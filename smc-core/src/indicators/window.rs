//! Fixed-capacity rolling window indexed from the most recent value.
//!
//! Index 0 is the current (newest) value, index k is k pushes back. Capacity
//! is fixed at construction; pushing into a full window evicts the oldest
//! value. Storage is a preallocated arena with a write cursor, so steady-state
//! pushes never allocate.

/// Ring buffer over the trailing `capacity` values.
#[derive(Debug, Clone)]
pub struct RollingWindow<T> {
    buf: Vec<T>,
    capacity: usize,
    /// Slot the next push writes to.
    cursor: usize,
}

impl<T: Copy> RollingWindow<T> {
    pub fn new(capacity: usize) -> Self {
        assert!(capacity >= 1, "RollingWindow capacity must be >= 1");
        Self {
            buf: Vec::with_capacity(capacity),
            capacity,
            cursor: 0,
        }
    }

    /// Append a value, returning the evicted oldest value once full.
    pub fn push(&mut self, value: T) -> Option<T> {
        if self.buf.len() < self.capacity {
            self.buf.push(value);
            self.cursor = self.buf.len() % self.capacity;
            None
        } else {
            let evicted = std::mem::replace(&mut self.buf[self.cursor], value);
            self.cursor = (self.cursor + 1) % self.capacity;
            Some(evicted)
        }
    }

    /// Value `k` pushes back (0 = most recent). `None` beyond available history.
    pub fn get(&self, k: usize) -> Option<T> {
        if k >= self.buf.len() {
            return None;
        }
        let newest = (self.cursor + self.capacity - 1) % self.capacity;
        let idx = (newest + self.capacity - k) % self.capacity;
        Some(self.buf[idx])
    }

    pub fn len(&self) -> usize {
        self.buf.len()
    }

    pub fn is_empty(&self) -> bool {
        self.buf.is_empty()
    }

    pub fn is_full(&self) -> bool {
        self.buf.len() == self.capacity
    }

    pub fn capacity(&self) -> usize {
        self.capacity
    }

    /// True when indices `0..k` are all available.
    pub fn has(&self, k: usize) -> bool {
        self.buf.len() >= k
    }

    /// Iterate newest to oldest.
    pub fn iter(&self) -> impl Iterator<Item = T> + '_ {
        (0..self.buf.len()).filter_map(move |k| self.get(k))
    }
}
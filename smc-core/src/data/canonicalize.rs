//! Cleanup of raw bar series before they reach a pipeline.

use tracing::warn;

use crate::domain::Bar;

/// Sort by timestamp, collapse duplicate timestamps and drop bars that fail
/// the OHLC sanity checks.
///
/// For a duplicated timestamp the first final row wins. When no row is final
/// the latest live row is kept.
pub fn canonicalize(mut bars: Vec<Bar>) -> Vec<Bar> {
    bars.sort_by_key(|b| b.timestamp);

    let mut deduped: Vec<Bar> = Vec::with_capacity(bars.len());
    for bar in bars {
        match deduped.last_mut() {
            Some(kept) if kept.timestamp == bar.timestamp => {
                warn!(at = %bar.timestamp, "dropped duplicate bar");
                if !kept.is_final {
                    *kept = bar;
                }
            }
            _ => deduped.push(bar),
        }
    }

    let before = deduped.len();
    deduped.retain(Bar::is_sane);
    let dropped = before - deduped.len();
    if dropped > 0 {
        warn!(dropped, "dropped malformed bars");
    }
    deduped
}
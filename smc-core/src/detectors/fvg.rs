//! Three-bar fair-value gap detection, gated on bar confirmation.
//!
//! Up: low two bars back > high one bar back, and close > high two bars back.
//! Down: high two bars back < low one bar back, and close < low two bars back.
//!
//! A live bar (`is_final == false`) always evaluates to no gap, so the flag
//! cannot toggle while the bar is still forming.

use serde::{Deserialize, Serialize};

use crate::domain::Bar;
use crate::indicators::RollingWindow;

#[derive(Debug, Clone, Copy, PartialEq, Eq, Default, Serialize, Deserialize)]
pub struct FvgFlags {
    pub up: bool,
    pub down: bool,
}

#[derive(Debug, Clone, Copy, Default)]
pub struct FairValueGapDetector;

impl FairValueGapDetector {
    pub fn evaluate(&self, history: &RollingWindow<Bar>) -> FvgFlags {
        let (Some(cur), Some(b1), Some(b2)) = (history.get(0), history.get(1), history.get(2))
        else {
            return FvgFlags::default();
        };
        if !cur.is_final {
            return FvgFlags::default();
        }

        FvgFlags {
            up: b2.low > b1.high && cur.close > b2.high,
            down: b2.high < b1.low && cur.close < b2.low,
        }
    }
}

#[cfg(test)]
mod tests {
    use super::*;
    use crate::indicators::make_bars_ohlc;

    fn window(bars: Vec<Bar>) -> RollingWindow<Bar> {
        let mut w = RollingWindow::new(20);
        for b in bars {
            w.push(b);
        }
        w
    }

    fn gap_up_bars() -> Vec<Bar> {
        make_bars_ohlc(&[
            (10.0, 11.0, 10.0, 10.8), // low 10.0
            (9.0, 9.5, 8.5, 9.2),     // high 9.5 < 10.0
            (9.2, 11.5, 9.0, 11.2),   // close 11.2 > 11.0
        ])
    }

    #[test]
    fn upward_gap_on_final_bar() {
        let flags = FairValueGapDetector.evaluate(&window(gap_up_bars()));
        assert!(flags.up);
        assert!(!flags.down);
    }

    #[test]
    fn live_bar_never_fires() {
        let mut bars = gap_up_bars();
        bars[2].is_final = false;
        assert_eq!(
            FairValueGapDetector.evaluate(&window(bars)),
            FvgFlags::default()
        );
    }

    #[test]
    fn close_inside_range_does_not_fire() {
        let mut bars = gap_up_bars();
        bars[2].close = 10.9;
        assert!(!FairValueGapDetector.evaluate(&window(bars)).up);
    }

    #[test]
    fn downward_gap_mirror() {
        let bars = make_bars_ohlc(&[
            (10.0, 10.5, 9.5, 10.2), // high 10.5
            (11.5, 12.0, 11.0, 11.8), // low 11.0 > 10.5
            (11.8, 11.9, 9.0, 9.2),  // close 9.2 < 9.5
        ]);
        let flags = FairValueGapDetector.evaluate(&window(bars));
        assert!(flags.down);
        assert!(!flags.up);
    }

    #[test]
    fn needs_three_bars() {
        let bars = gap_up_bars().into_iter().skip(1).collect();
        assert_eq!(
            FairValueGapDetector.evaluate(&window(bars)),
            FvgFlags::default()
        );
    }
}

━━━━━━━━

Produce the material again exactly as it is shown above.

» Exercise result:
filename smc-core/src/indicators/window.rs
//! Fixed-capacity rolling window indexed from the most recent value.
//!
//! Index 0 is the current (newest) value, index k is k pushes back. Capacity
//! is fixed at construction; pushing into a full window evicts the oldest
//! value. Storage is a preallocated arena with a write cursor, so steady-state
//! pushes never allocate.

/// Ring buffer over the trailing `capacity` values.
#[derive(Debug, Clone)]
pub struct RollingWindow<T> {
    buf: Vec<T>,
    capacity: usize,
    /// Slot the next push writes to.
    cursor: usize,
}

impl<T: Copy> RollingWindow<T> {
    pub fn new(capacity: usize) -> Self {
        assert!(capacity >= 1, "RollingWindow capacity must be >= 1");
        Self {
            buf: Vec::with_capacity(capacity),
            capacity,
            cursor: 0,
        }
    }

    /// Append a value, returning the evicted oldest value once full.
    pub fn push(&mut self, value: T) -> Option<T> {
        if self.buf.len() < self.capacity {
            self.buf.push(value);
            self.cursor = self.buf.len() % self.capacity;
            None
        } else {
            let evicted = std::mem::replace(&mut self.buf[self.cursor], value);
            self.cursor = (self.cursor + 1) % self.capacity;
            Some(evicted)
        }
    }

    /// Value `k` pushes back (0 = most recent). `None` beyond available history.
    pub fn get(&self, k: usize) -> Option<T> {
        if k >= self.buf.len() {
            return None;
        }
        let newest = (self.cursor + self.capacity - 1) % self.capacity;
        let idx = (newest + self.capacity - k) % self.capacity;
        Some(self.buf[idx])
    }

    pub fn len(&self) -> usize {
        self.buf.len()
    }

    pub fn is_empty(&self) -> bool {
        self.buf.is_empty()
    }

    pub fn is_full(&self) -> bool {
        self.buf.len() == self.capacity
    }

    pub fn capacity(&self) -> usize {
        self.capacity
    }

    /// True when indices `0..k` are all available.
    pub fn has(&self, k: usize) -> bool {
        self.buf.len() >= k
    }

    /// Iterate newest to oldest.
    pub fn iter(&self) -> impl Iterator<Item = T> + '_ {
        (0..self.buf.len()).filter_map(move |k| self.get(k))
    }
}
filename smc-core/src/data/canonicalize.rs
//! Cleanup of raw bar series before they reach a pipeline.

use tracing::warn;

use crate::domain::Bar;

/// Sort by timestamp, collapse duplicate timestamps and drop bars that fail
/// the OHLC sanity checks.
///
/// For a duplicated timestamp the first final row wins. When no row is final
/// the latest live row is kept.
pub fn canonicalize(mut bars: Vec<Bar>) -> Vec<Bar> {
    bars.sort_by_key(|b| b.timestamp);

    let mut deduped: Vec<Bar> = Vec::with_capacity(bars.len());
    for bar in bars {
        match deduped.last_mut() {
            Some(kept) if kept.timestamp == bar.timestamp => {
                warn!(at = %bar.timestamp, "dropped duplicate bar");
                if !kept.is_final {
                    *kept = bar;
                }
            }
            _ => deduped.push(bar),
        }
    }

    let before = deduped.len();
    deduped.retain(Bar::is_sane);
    let dropped = before - deduped.len();
    if dropped > 0 {
        warn!(dropped, "dropped malformed bars");
    }
    deduped
}
filename smc-core/src/detectors/fvg.rs
//! Three-bar fair-value gap detection, gated on bar confirmation.
//!
//! Up: low two bars back > high one bar back, and close > high two bars back.
//! Down: high two bars back < low one bar back, and close < low two bars back.
//!
//! A live bar (`is_final == false`) always evaluates to no gap, so the flag
//! cannot toggle while the bar is still forming.

use serde::{Deserialize, Serialize};

use crate::domain::Bar;
use crate::indicators::RollingWindow;

#[derive(Debug, Clone, Copy, PartialEq, Eq, Default, Serialize, Deserialize)]
pub struct FvgFlags {
    pub up: bool,
    pub down: bool,
}

#[derive(Debug, Clone, Copy, Default)]
pub struct FairValueGapDetector;

impl FairValueGapDetector {
    pub fn evaluate(&self, history: &RollingWindow<Bar>) -> FvgFlags {
        let (Some(cur), Some(b1), Some(b2)) = (history.get(0), history.get(1), history.get(2))
        else {
            return FvgFlags::default();
        };
        if !cur.is_final {
            return FvgFlags::default();
        }

        FvgFlags {
            up: b2.low > b1.high && cur.close > b2.high,
            down: b2.high < b1.low && cur.close < b2.low,
        }
    }
}

#[cfg(test)]
mod tests {
    use super::*;
    use crate::indicators::make_bars_ohlc;

    fn window(bars: Vec<Bar>) -> RollingWindow<Bar> {
        let mut w = RollingWindow::new(20);
        for b in bars {
            w.push(b);
        }
        w
    }

    fn gap_up_bars() -> Vec<Bar> {
        make_bars_ohlc(&[
            (10.0, 11.0, 10.0, 10.8), // low 10.0
            (9.0, 9.5, 8.5, 9.2),     // high 9.5 < 10.0
            (9.2, 11.5, 9.0, 11.2),   // close 11.2 > 11.0
        ])
    }

    #[test]
    fn upward_gap_on_final_bar() {
        let flags = FairValueGapDetector.evaluate(&window(gap_up_bars()));
        assert!(flags.up);
        assert!(!flags.down);
    }

    #[test]
    fn live_bar_never_fires() {
        let mut bars = gap_up_bars();
        bars[2].is_final = false;
        assert_eq!(
            FairValueGapDetector.evaluate(&window(bars)),
            FvgFlags::default()
        );
    }

    #[test]
    fn close_inside_range_does_not_fire() {
        let mut bars = gap_up_bars();
        bars[2].close = 10.9;
        assert!(!FairValueGapDetector.evaluate(&window(bars)).up);
    }

    #[test]
    fn downward_gap_mirror() {
        let bars = make_bars_ohlc(&[
            (10.0, 10.5, 9.5, 10.2), // high 10.5
            (11.5, 12.0, 11.0, 11.8), // low 11.0 > 10.5
            (11.8, 11.9, 9.0, 9.2),  // close 9.2 < 9.5
        ]);
        let flags = FairValueGapDetector.evaluate(&window(bars));
        assert!(flags.down);
        assert!(!flags.up);
    }

    #[test]
    fn needs_three_bars() {
        let bars = gap_up_bars().into_iter().skip(1).collect();
        assert_eq!(
            FairValueGapDetector.evaluate(&window(bars)),
            FvgFlags::default()
        );
    }
}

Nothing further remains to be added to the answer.